Making Victims of Catholics?



Making Victims of Catholics? 

By John Mallon

©2001WorldNetDaily.com 


With the nomination of John Ashcroft for attorney general, the liberal Democrat rhetoric machine—or, more accurately, their hysteria machine—has gone into high dudgeon. For example, Katrina Vanden Heuvel, editor of The Nation, spoke on Fox News' "The O'Reilly Factor" saying Ashcroft was "vigorously, adamantly opposed to choice." 


So? Oh. Hmmm. "Choice." The word liberals use for abortion to promote the idea that killing the unborn is not only worthy of being defended with moral outrage but also, somehow, "mainstream" and reasonable. Moments later she decried Ashcroft's honorary degree from Bob Jones University and that this was "anti-Catholic." 


Also weighing in on this theme was Patricia Ireland, president of the vociferously pro-abortion National Organization of Women. The Catholic League for Religious and Civil Rights cites her on CNN's "Burden of Proof" saying "[Bob Jones University is] a very anti-Catholic school" to which Catholic League president Bill Donahue replied in a statement, with customary outspokenness, "Patricia Ireland is a phony and a professed enemy of the Catholic Church. ... If she wants to oppose Senator Ashcroft, let her do so. But she should stop exploiting the issue of anti-Catholicism to advance her political agenda." Donahue also cites Ireland's protests of papal visits and her organization's participation in a campaign attacking the Vatican position at the U.N. 


As a Catholic, I say, "No thank you" to the left—don't add us to your "victims" list of people who need your "protection." We are not a victim class for the left to use in attempts to grab moral high ground. And I expect many African Americans, minorities and women feel the same way—those who, when vocal, are relegated to ranks of the-people-who-don't-count: like pro-life women and conservative blacks who bear insult for not towing the liberal line. It will also be interesting to see how the Catholic Hispanic community reacts to the "Borking" of Linda Chavez on the grounds of her extraordinary charity to a woman in great need. 


To make it clear, to be "pro-choice" is to be anti-Catholic. Observant Catholics find it offensive—nay, outrageous—when God's children, made in His image are killed because they are inconvenient, and we stand in solidarity with them. We take each mother and baby personally. Most, if not all, dioceses in the U.S. offer complete financial and emotional support to any woman in difficulty to help her bring her child to term. Hard cases make up less than three percent of abortions in this country. 

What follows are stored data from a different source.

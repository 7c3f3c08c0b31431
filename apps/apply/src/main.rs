mod application;
mod backend;
mod config;
mod errors;
mod models;
mod routes;
mod state;

use std::net::SocketAddr;
use std::sync::Arc;
use std::time::Duration;

use anyhow::Result;
use tower_http::{cors::CorsLayer, trace::TraceLayer};
use tracing::info;
use tracing_subscriber::{layer::SubscriberExt, util::SubscriberInitExt, EnvFilter};

use crate::application::sessions::FormSessions;
use crate::backend::HttpBackend;
use crate::config::Config;
use crate::routes::build_router;
use crate::state::AppState;

#[tokio::main]
async fn main() -> Result<()> {
    // Load configuration first (fails fast on missing required env vars)
    let config = Config::from_env()?;

    // Initialize structured logging
    tracing_subscriber::registry()
        .with(EnvFilter::try_from_default_env().unwrap_or_else(|_| {
            EnvFilter::new(format!("{}={}", env!("CARGO_PKG_NAME"), &config.rust_log))
        }))
        .with(tracing_subscriber::fmt::layer())
        .init();

    info!("Starting apply v{}", env!("CARGO_PKG_VERSION"));

    // Initialize job board backend client
    let backend = HttpBackend::new(
        config.backend_url.clone(),
        config.backend_api_token.clone(),
        config.backend_timeout,
    )?
    .with_cache_ttl(config.applied_cache_ttl);
    info!("Job board backend: {}", config.backend_url);

    let sessions = FormSessions::new(config.form_idle_ttl);
    sessions.spawn_sweeper(Duration::from_secs(60));

    let state = AppState {
        backend: Arc::new(backend),
        sessions,
    };

    let app = build_router(state)
        .layer(TraceLayer::new_for_http())
        .layer(CorsLayer::permissive());

    let addr: SocketAddr = format!("0.0.0.0:{}", config.port).parse()?;
    info!("Listening on {addr}");

    let listener = tokio::net::TcpListener::bind(addr).await?;
    axum::serve(listener, app).await?;

    Ok(())
}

Furthermore, the term "pro-choice" is insulting and misleading and we do not recognize its legitimacy for discourse. It is a deception. Even pro-abortion lawyers know Roe v. Wade is bad law and based on a lie. Furthermore, to hear anyone use the term "anti-choice" with a straight face is laughable, except for the high stakes involved. Catholics and the folks at Bob Jones University can work out our theological differences among ourselves but on the right to life, we stand united, as do most world religions. 


The traditional bonds linking the Democratic Party and the Catholic Church have been broken—betrayed by the Democrats' embrace of abortion. Once the party of the outcast immigrant Catholic, it is now the party casting the child out of the womb. America can do better and deserves better! The party that claims to be the party of "inclusiveness" excludes the most helpless persons—the unborn—and justifies it through the abuse of "rights" language and treating women like a helpless minority needing the liberal "daddy state" unless they can neutralize their reproductive faculty. Women deserve better—and they deserve more credit. The "party of the underdog" exports population control (usually to populations of color) from the back of the limousine. The world deserves better. 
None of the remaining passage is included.